But Trevor was six foot three. He was clean and fit and confident. I’d choose him a million times over the hipster nerds I’d see around town and at the gallery. In college, the art history department had been rife with that specific brand of young male. An “alternative” to the mainstream frat boys and premed straight and narrow guys, these scholarly, charmless, intellectual brats dominated the more creative departments. As an art history major, I couldn’t escape them. “Dudes” reading Nietzsche on the subway, reading Proust, reading David Foster Wallace, jotting down their brilliant thoughts into a black Moleskine pocket notebook. Beer bellies and skinny legs, zip-up hoodies, navy blue peacoats or army green parkas, New Balance sneakers, knit hats, canvas tote bags, small hands, hairy knuckles, maybe a deer head tattooed across a flabby bicep. They rolled their own cigarettes, didn’t brush their teeth enough, spent a hundred dollars a week on coffee. They would come into Ducat, the gallery I ended up working at, with their younger—usually Asian—girlfriends. “An Asian girlfriend means the guy has a small dick,” Reva once said. I’d hear them talk shit about the art. They lamented the success of others. They thought that they wanted to be adored, to be influential, celebrated for their genius, that they deserved to be worshipped. But they could barely look at themselves in the mirror. They were all on Klonopin, was my guess. They lived mostly in Brooklyn, another reason I was glad to live on the Upper East Side. Nobody up there listened to the Moldy Peaches. Nobody up there gave a shit about “irony” or Dogme 95 or Klaus Kinski.
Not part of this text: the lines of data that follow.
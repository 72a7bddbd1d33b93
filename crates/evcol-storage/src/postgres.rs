//! Postgres-backed event store (sqlx).

use async_trait::async_trait;
use chrono::{DateTime, NaiveDate, Utc};
use evcol_core::{validate_record, ApprovalStatus, Category, EventRecord, Region};
use sqlx::postgres::{PgPool, PgPoolOptions, PgRow};
use sqlx::Row;
use tracing::debug;

use crate::event_store::{EventStore, StoreError};

const EVENT_COLUMNS: &str = "title, category, location, region, start_date, end_date, image_url, \
     source_url, website_url, description, organizer, price, is_free, approval_status, crawled_at";

#[derive(Debug, Clone)]
pub struct PgEventStore {
    pool: PgPool,
}

impl PgEventStore {
    pub fn new(pool: PgPool) -> Self {
        Self { pool }
    }

    pub async fn connect(database_url: &str) -> Result<Self, StoreError> {
        let pool = PgPoolOptions::new()
            .max_connections(5)
            .connect(database_url)
            .await?;
        Ok(Self::new(pool))
    }

    pub async fn migrate(&self) -> Result<(), StoreError> {
        sqlx::migrate!("../../migrations").run(&self.pool).await?;
        Ok(())
    }

    pub fn pool(&self) -> &PgPool {
        &self.pool
    }
}

fn corrupt(source_url: &str, message: impl ToString) -> StoreError {
    StoreError::Corrupt {
        source_url: source_url.to_string(),
        message: message.to_string(),
    }
}

fn row_to_record(row: &PgRow) -> Result<EventRecord, StoreError> {
    let source_url: String = row.try_get("source_url")?;
    let category: String = row.try_get("category")?;
    let category = category
        .parse::<Category>()
        .map_err(|e| corrupt(&source_url, e))?;
    let region: Option<String> = row.try_get("region")?;
    let region = match region.as_deref().map(str::trim) {
        None | Some("") => None,
        Some(code) => Some(code.parse::<Region>().map_err(|e| corrupt(&source_url, e))?),
    };
    let approval_status: Option<String> = row.try_get("approval_status")?;
    let approval_status = match approval_status.as_deref().map(str::trim) {
        None | Some("") => None,
        Some(code) => Some(
            code.parse::<ApprovalStatus>()
                .map_err(|e| corrupt(&source_url, e))?,
        ),
    };

    Ok(EventRecord {
        title: row.try_get("title")?,
        category,
        location: row.try_get("location")?,
        region,
        start_date: row.try_get::<NaiveDate, _>("start_date")?,
        end_date: row.try_get::<NaiveDate, _>("end_date")?,
        image_url: row.try_get("image_url")?,
        source_url,
        website_url: row.try_get("website_url")?,
        description: row.try_get("description")?,
        organizer: row.try_get("organizer")?,
        price: row.try_get("price")?,
        is_free: row.try_get("is_free")?,
        approval_status,
        crawled_at: row.try_get::<Option<DateTime<Utc>>, _>("crawled_at")?,
    })
}

#[async_trait]
impl EventStore for PgEventStore {
    async fn find_by_source_url(
        &self,
        source_url: &str,
    ) -> Result<Option<EventRecord>, StoreError> {
        let sql = format!("SELECT {EVENT_COLUMNS} FROM events WHERE source_url = $1");
        let row = sqlx::query(&sql)
            .bind(source_url)
            .fetch_optional(&self.pool)
            .await?;
        row.as_ref().map(row_to_record).transpose()
    }

    async fn find_near_duplicate(
        &self,
        start_date: NaiveDate,
        title_prefix: &str,
    ) -> Result<Option<EventRecord>, StoreError> {
        if title_prefix.is_empty() {
            return Ok(None);
        }
        let sql = format!(
            "SELECT {EVENT_COLUMNS} FROM events \
             WHERE start_date = $1 AND left(title, char_length($2::text)) = $2::text \
             ORDER BY id LIMIT 1"
        );
        let row = sqlx::query(&sql)
            .bind(start_date)
            .bind(title_prefix)
            .fetch_optional(&self.pool)
            .await?;
        row.as_ref().map(row_to_record).transpose()
    }

    async fn save(&self, record: &EventRecord) -> Result<Option<EventRecord>, StoreError> {
        validate_record(record).map_err(StoreError::Validation)?;
        let sql = format!(
            "INSERT INTO events ({EVENT_COLUMNS}) \
             VALUES ($1, $2, $3, $4, $5, $6, $7, $8, $9, $10, $11, $12, $13, $14, $15) \
             ON CONFLICT (source_url) DO UPDATE SET \
               title = EXCLUDED.title, category = EXCLUDED.category, \
               location = EXCLUDED.location, region = EXCLUDED.region, \
               start_date = EXCLUDED.start_date, end_date = EXCLUDED.end_date, \
               image_url = EXCLUDED.image_url, website_url = EXCLUDED.website_url, \
               description = EXCLUDED.description, organizer = EXCLUDED.organizer, \
               price = EXCLUDED.price, is_free = EXCLUDED.is_free, \
               approval_status = EXCLUDED.approval_status, crawled_at = EXCLUDED.crawled_at, \
               updated_at = now() \
             WHERE events.approval_status IS DISTINCT FROM 'approved' \
             RETURNING {EVENT_COLUMNS}"
        );
        let row = sqlx::query(&sql)
            .bind(&record.title)
            .bind(record.category.as_str())
            .bind(&record.location)
            .bind(record.region.map(|r| r.as_str()))
            .bind(record.start_date)
            .bind(record.end_date)
            .bind(&record.image_url)
            .bind(&record.source_url)
            .bind(&record.website_url)
            .bind(&record.description)
            .bind(&record.organizer)
            .bind(&record.price)
            .bind(record.is_free)
            .bind(record.approval_status.map(|s| s.as_str()))
            .bind(record.crawled_at)
            .fetch_optional(&self.pool)
            .await?;
        if row.is_none() {
            debug!(source_url = %record.source_url, "write skipped by moderation guard");
        }
        row.as_ref().map(row_to_record).transpose()
    }

    async fn records_missing_region(&self) -> Result<Vec<EventRecord>, StoreError> {
        let sql = format!(
            "SELECT {EVENT_COLUMNS} FROM events \
             WHERE (region IS NULL OR btrim(region) = '') \
               AND approval_status IS DISTINCT FROM 'approved' \
             ORDER BY id"
        );
        let rows = sqlx::query(&sql).fetch_all(&self.pool).await?;
        rows.iter().map(row_to_record).collect()
    }

    async fn update_region(&self, source_url: &str, region: Region) -> Result<bool, StoreError> {
        let result = sqlx::query(
            "UPDATE events SET region = $2, updated_at = now() \
             WHERE source_url = $1 \
               AND approval_status IS DISTINCT FROM 'approved' \
               AND (region IS NULL OR btrim(region) = '' \
                    OR (region = 'nationwide' AND $2::text <> 'nationwide'))",
        )
        .bind(source_url)
        .bind(region.as_str())
        .execute(&self.pool)
        .await?;
        Ok(result.rows_affected() > 0)
    }

    async fn count(&self) -> Result<usize, StoreError> {
        let count: i64 = sqlx::query_scalar("SELECT count(*) FROM events")
            .fetch_one(&self.pool)
            .await?;
        Ok(count.max(0) as usize)
    }
}
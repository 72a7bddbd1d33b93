//! Canonical event model shared by the collector crates.

use std::fmt;
use std::str::FromStr;

use chrono::{DateTime, NaiveDate, Utc};
use serde::{Deserialize, Serialize};
use thiserror::Error;

pub mod region;

pub use region::{Region, RegionClassifier, RegionTable, RegionTableError};

pub const CRATE_NAME: &str = "evcol-core";

/// Number of leading title characters compared by the near-duplicate check.
pub const NEAR_DUPLICATE_PREFIX_CHARS: usize = 8;

/// Longest title the store accepts.
pub const MAX_TITLE_CHARS: usize = 255;

#[derive(Debug, Clone, Copy, PartialEq, Eq, PartialOrd, Ord, Hash, Serialize, Deserialize)]
#[serde(rename_all = "snake_case")]
pub enum Category {
    Festival,
    Exhibition,
    Art,
    Contest,
    Concert,
}

impl Category {
    pub const ALL: [Category; 5] = [
        Category::Festival,
        Category::Exhibition,
        Category::Art,
        Category::Contest,
        Category::Concert,
    ];

    pub fn as_str(&self) -> &'static str {
        match self {
            Category::Festival => "festival",
            Category::Exhibition => "exhibition",
            Category::Art => "art",
            Category::Contest => "contest",
            Category::Concert => "concert",
        }
    }
}

impl fmt::Display for Category {
    fn fmt(&self, f: &mut fmt::Formatter<'_>) -> fmt::Result {
        f.write_str(self.as_str())
    }
}

#[derive(Debug, Clone, PartialEq, Eq, Error)]
#[error("unknown {kind} `{value}`")]
pub struct ParseCodeError {
    pub kind: &'static str,
    pub value: String,
}

impl FromStr for Category {
    type Err = ParseCodeError;

    fn from_str(s: &str) -> Result<Self, Self::Err> {
        Category::ALL
            .into_iter()
            .find(|c| c.as_str() == s.trim())
            .ok_or_else(|| ParseCodeError {
                kind: "category",
                value: s.to_string(),
            })
    }
}

#[derive(Debug, Clone, Copy, PartialEq, Eq, Hash, Serialize, Deserialize)]
#[serde(rename_all = "snake_case")]
pub enum ApprovalStatus {
    Pending,
    Approved,
    Rejected,
}

impl ApprovalStatus {
    pub fn as_str(&self) -> &'static str {
        match self {
            ApprovalStatus::Pending => "pending",
            ApprovalStatus::Approved => "approved",
            ApprovalStatus::Rejected => "rejected",
        }
    }
}

impl FromStr for ApprovalStatus {
    type Err = ParseCodeError;

    fn from_str(s: &str) -> Result<Self, Self::Err> {
        match s.trim() {
            "pending" => Ok(ApprovalStatus::Pending),
            "approved" => Ok(ApprovalStatus::Approved),
            "rejected" => Ok(ApprovalStatus::Rejected),
            other => Err(ParseCodeError {
                kind: "approval status",
                value: other.to_string(),
            }),
        }
    }
}

/// Something an adapter had to paper over while building a candidate.
#[derive(Debug, Clone, PartialEq, Eq, Serialize, Deserialize)]
#[serde(tag = "kind", rename_all = "snake_case")]
pub enum CandidateWarning {
    /// The listing's date text could not be parsed; the run date was used.
    DateDefaulted { raw: String },
    /// No keyword matched the location; the record falls back to `nationwide`.
    RegionDefaulted { location: String },
}

/// Not-yet-persisted listing produced by a source adapter.
#[derive(Debug, Clone, PartialEq, Serialize, Deserialize)]
pub struct EventCandidate {
    pub source_id: String,
    pub title: String,
    pub category: Category,
    pub location: String,
    pub region: Option<Region>,
    pub start_date: NaiveDate,
    pub end_date: Option<NaiveDate>,
    pub image_url: Option<String>,
    pub source_url: String,
    pub description: Option<String>,
    pub organizer: Option<String>,
    pub price: Option<String>,
    pub is_free: Option<bool>,
    #[serde(default)]
    pub warnings: Vec<CandidateWarning>,
}

impl EventCandidate {
    pub fn new(
        source_id: impl Into<String>,
        category: Category,
        title: impl Into<String>,
        source_url: impl Into<String>,
        start_date: NaiveDate,
    ) -> Self {
        Self {
            source_id: source_id.into(),
            title: title.into(),
            category,
            location: String::new(),
            region: None,
            start_date,
            end_date: None,
            image_url: None,
            source_url: source_url.into(),
            description: None,
            organizer: None,
            price: None,
            is_free: None,
            warnings: Vec::new(),
        }
    }

    pub fn end_date_or_start(&self) -> NaiveDate {
        self.end_date.unwrap_or(self.start_date)
    }

    pub fn resolved_is_free(&self) -> bool {
        self.is_free
            .unwrap_or_else(|| derive_is_free(self.price.as_deref()))
    }
}

/// Canonical persisted event.
#[derive(Debug, Clone, PartialEq, Serialize, Deserialize)]
pub struct EventRecord {
    pub title: String,
    pub category: Category,
    pub location: String,
    pub region: Option<Region>,
    pub start_date: NaiveDate,
    pub end_date: NaiveDate,
    pub image_url: Option<String>,
    pub source_url: String,
    pub website_url: Option<String>,
    pub description: Option<String>,
    pub organizer: Option<String>,
    pub price: Option<String>,
    pub is_free: bool,
    pub approval_status: Option<ApprovalStatus>,
    pub crawled_at: Option<DateTime<Utc>>,
}

impl EventRecord {
    pub fn is_frozen(&self) -> bool {
        self.approval_status == Some(ApprovalStatus::Approved)
    }

    pub fn description_len(&self) -> usize {
        self.description
            .as_deref()
            .map(|d| d.trim().chars().count())
            .unwrap_or(0)
    }
}

/// Reasons a record would be refused by the store; empty means valid.
pub fn validate_record(record: &EventRecord) -> Result<(), Vec<String>> {
    let mut reasons = Vec::new();
    if record.title.trim().is_empty() {
        reasons.push("title can't be blank".to_string());
    } else if record.title.chars().count() > MAX_TITLE_CHARS {
        reasons.push(format!(
            "title is too long (maximum is {MAX_TITLE_CHARS} characters)"
        ));
    }
    if record.source_url.trim().is_empty() {
        reasons.push("source_url can't be blank".to_string());
    } else if record.source_url.chars().any(char::is_whitespace) {
        reasons.push("source_url must not contain whitespace".to_string());
    }
    if reasons.is_empty() {
        Ok(())
    } else {
        Err(reasons)
    }
}

/// Free-entry flag from a source's price text.
pub fn derive_is_free(price: Option<&str>) -> bool {
    let Some(price) = price else {
        return false;
    };
    let trimmed = price.trim();
    if trimmed == "0" || trimmed == "0원" {
        return true;
    }
    let lower = trimmed.to_lowercase();
    lower.contains("무료") || lower.contains("free")
}

/// Leading characters used to match near-duplicate titles.
pub fn title_prefix(title: &str) -> String {
    title
        .trim()
        .chars()
        .take(NEAR_DUPLICATE_PREFIX_CHARS)
        .collect()
}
The worst was that those guys tried to pass off their insecurity as “sensitivity,” and it worked. They would be the ones running museums and magazines, and they’d only hire me if they thought I might fuck them. But when I’d been at parties with them, or out at bars, they’d ignored me. They were so self-serious and distracted by their conversation with their look-alike companions that you’d think they were wrestling with a decision of such high stakes, the world might explode. They wouldn’t be distracted by “pussy,” they would have me believe. The truth was probably that they were just afraid of vaginas, afraid that they’d fail to understand one as pretty and pink as mine, and they were ashamed of their own sensual inadequacies, afraid of their own dicks, afraid of themselves. So they focused on “abstract ideas” and developed drinking problems to blot out the self-loathing they preferred to call “existential ennui.” It was easy to imagine those guys masturbating to Chlo? Sevigny, to Selma Blair, to Leelee Sobieski. To Winona Ryder.
Trevor probably masturbated to Britney Spears. Or to Janis Joplin. I never understood his duplicity. And Trevor had never wanted to “kneel at the altar.” I could count the number of times he’d gone down on me on one hand. When he’d tried, he had no idea what to do, but seemed overcome with his own generosity and passion, as though delaying getting his dick sucked was so obscene, so reckless, had required so much courage, he’d just blown his own mind. His style of kissing was aggressive, rhythmic, as though he’d studied a manual. His jaw was narrow and angular, his chin a lame afterthought. His skin was evenly toned and well moisturized, smoother than mine even. He barely had to shave. He always smelled like a department store. If I’d met him now, I would have assumed that he was gay.
But at least Trevor had the sincere arrogance to back up his bravado. He didn’t cower in the face of his own ambition, like those hipsters. And he knew how to manipulate me—I had to respect him for that at least, however much I hated him for it.
* * *
? ? ?
TREVOR AND I WEREN’T SPEAKING when I went into hibernation. I probably called him at some point under the black veil of Ambien early on, but I don’t know if he ever answered. I could easily imagine him diving into a complicated, fortysomething-year-old’s vagina, dismissing any thought of me the way you’d walk past boxes of mac ’n’ cheese or marshmallow cereal on a shelf in the grocery store. I was kids’ stuff. I was nonsense. I wasn’t worth the calories. He said he preferred brunettes. “They give me space to be myself,” he told me. “Blondes are distracting. Think of your beauty as an Achilles’ heel. You’re too much on the surface. I don’t say that offensively. But it’s the truth. It’s hard to look past what you look like.”
Since adolescence, I’d vacillated between wanting to look like the spoiled WASP that I was and the bum that I felt I was and should have been if I’d had any courage. I’d shopped at Bergdorf’s and Barneys and high-end vintage boutiques in the East Village. The result was an amazing wardrobe, my main professional asset as a new college graduate. I easily landed the job as a gallery girl at Ducat, one of a dozen “fine art” galleries on West Twenty-first Street. I had no big plan to become a curator, no great scheme to work my way up a ladder. I was just trying to pass the time. I thought that if I did normal things—held down a job, for example—I could starve off the part of me that hated everything. If I had been a man, I may have turned to a life of crime. But I looked like an off-duty model. It was too easy to let things come easy and go nowhere. Trevor was right about my Achilles’ heel. Being pretty only kept me trapped in a world that valued looks above all else.